The past, present and future of species rafting

Reports and Proceedings

American Geosciences Institute

Alexandria, VA – On June 5, 2012, a massive dock made landfall on Oregon's Agate Beach, just north of Newport. The dock carried with it a host of castaways, including as many as a hundred species of mollusks, anemones, sponges, oysters, crabs, barnacles, worms, sea stars, mussels and sea urchins. A placard on the side written in Japanese revealed that the dock had been unmoored from the Japanese coastal city of Misawa during the catastrophic tsunami on March 11, 2011, bringing with it an essentially intact subtidal community of Asian species to the Pacific Northwest. Although natural rafts have likely been ferrying organisms around the planet since the very beginning of life on Earth, the geologically recent advent of human settlement, culture and infrastructure is fundamentally changing the rafting game, as EARTH explores in our March issue.

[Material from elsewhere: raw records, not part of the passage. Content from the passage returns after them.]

use yew::prelude::*;

use crate::model::{EquipmentItem, Slot};
use crate::state::resistance::item_resistance;
use crate::util::format_resistance;

#[derive(Properties, PartialEq, Clone)]
pub struct EquipmentPanelProps {
    pub slot: Slot,
    pub items: Vec<EquipmentItem>,
    pub selected: Option<String>,
    pub on_select: Callback<(Slot, String)>,
}

/// The three choices for one slot, with level and exp progress.
#[function_component]
pub fn EquipmentPanel(props: &EquipmentPanelProps) -> Html {
    let cards = props.items.iter().map(|item| {
        let chosen = props.selected.as_deref() == Some(item.id.as_str());
        let onclick = {
            let cb = props.on_select.clone();
            let slot = props.slot;
            let id = item.id.clone();
            Callback::from(move |_| cb.emit((slot, id.clone())))
        };
        let border = if chosen { "2px solid #58a6ff" } else { "1px solid #30363d" };
        let pct = f64::from(item.exp) * 100.0 / f64::from(item.exp_to_next_level.max(1));
        html! {
            <div {onclick} style={format!("cursor:pointer; background:#161b22; border:{border}; border-radius:8px; padding:8px 10px; min-width:150px; display:flex; flex-direction:column; gap:4px;")}>
                <div style="font-weight:600;">{ format!("{} {}", item.resistance_type.icon(), item.name) }</div>
                <div style="font-size:12px; opacity:0.8;">{ format!("Lv {} · {} resistance {}", item.level, item.resistance_type, format_resistance(item_resistance(item))) }</div>
                <div style="height:6px; background:#30363d; border-radius:3px; overflow:hidden;">
                    <div style={format!("height:100%; width:{pct:.1}%; background:#58a6ff;")}></div>
                </div>
                <div style="font-size:11px; opacity:0.6;">{ format!("{}/{} exp", item.exp, item.exp_to_next_level) }</div>
            </div>
        }
    });
    html! {
        <div style="display:flex; flex-direction:column; gap:6px;">
            <h3 style="margin:0;">{ props.slot.label() }</h3>
            <div style="display:flex; gap:8px; flex-wrap:wrap;">{ for cards }</div>
        </div>
    }
}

Anything that floats can be used as a raft: algae mats, detached wads of kelp, dead whales, ice floes, volcanic pumice, uprooted trees, docks or plastics. What was once a rare phenomenon is now happening much more frequently. "Rafting opportunities for organisms are much higher now than they have been at any time in the past," says Martin Thiel, an evolutionary biologist at the Catholic University of the North in Coquimbo, Chile. What are the implications for the spread of invasive species and the health of native ecosystems around the world? Read the story at EARTH online at http://bit.ly/YSThEo.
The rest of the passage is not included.